== ABOUT THIS EXERCISE ==
Every entry below is to be copied exactly, with nothing omitted.

------ RECORDS TO USE

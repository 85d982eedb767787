use async_trait::async_trait;

use crate::alarm::AlarmId;

use super::{NotificationCategory, NotificationRequest};

#[derive(Debug, Clone, Copy, PartialEq, Eq)]
pub enum AuthorizationStatus {
    NotDetermined,
    Denied,
    Authorized,
    Provisional,
    Ephemeral,
}

#[derive(Debug, Clone, Copy, PartialEq, Eq)]
pub struct AuthorizationOptions {
    pub alert: bool,
    pub badge: bool,
    pub sound: bool,
}

impl AuthorizationOptions {
    pub fn all() -> Self {
        Self {
            alert: true,
            badge: true,
            sound: true,
        }
    }
}

/// The system service that owns delivery timing of local notifications.
#[async_trait]
pub trait NotificationCenter: Send + Sync + 'static {
    async fn authorization_status(&self) -> AuthorizationStatus;

    /// Prompts the user. Resolves once they answer, with whether they granted.
    async fn request_authorization(&self, options: AuthorizationOptions) -> anyhow::Result<bool>;

    async fn add(&self, request: NotificationRequest) -> anyhow::Result<()>;

    /// Unknown identifiers are ignored.
    async fn remove_pending(&self, identifiers: &[AlarmId]);

    async fn set_categories(&self, categories: Vec<NotificationCategory>);
}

------------

== RESULT FOR THIS TASK ==
repository 85d982eedb767787
use async_trait::async_trait;

use crate::alarm::AlarmId;

use super::{NotificationCategory, NotificationRequest};

#[derive(Debug, Clone, Copy, PartialEq, Eq)]
pub enum AuthorizationStatus {
    NotDetermined,
    Denied,
    Authorized,
    Provisional,
    Ephemeral,
}

#[derive(Debug, Clone, Copy, PartialEq, Eq)]
pub struct AuthorizationOptions {
    pub alert: bool,
    pub badge: bool,
    pub sound: bool,
}

impl AuthorizationOptions {
    pub fn all() -> Self {
        Self {
            alert: true,
            badge: true,
            sound: true,
        }
    }
}

/// The system service that owns delivery timing of local notifications.
#[async_trait]
pub trait NotificationCenter: Send + Sync + 'static {
    async fn authorization_status(&self) -> AuthorizationStatus;

    /// Prompts the user. Resolves once they answer, with whether they granted.
    async fn request_authorization(&self, options: AuthorizationOptions) -> anyhow::Result<bool>;

    async fn add(&self, request: NotificationRequest) -> anyhow::Result<()>;

    /// Unknown identifiers are ignored.
    async fn remove_pending(&self, identifiers: &[AlarmId]);

    async fn set_categories(&self, categories: Vec<NotificationCategory>);
}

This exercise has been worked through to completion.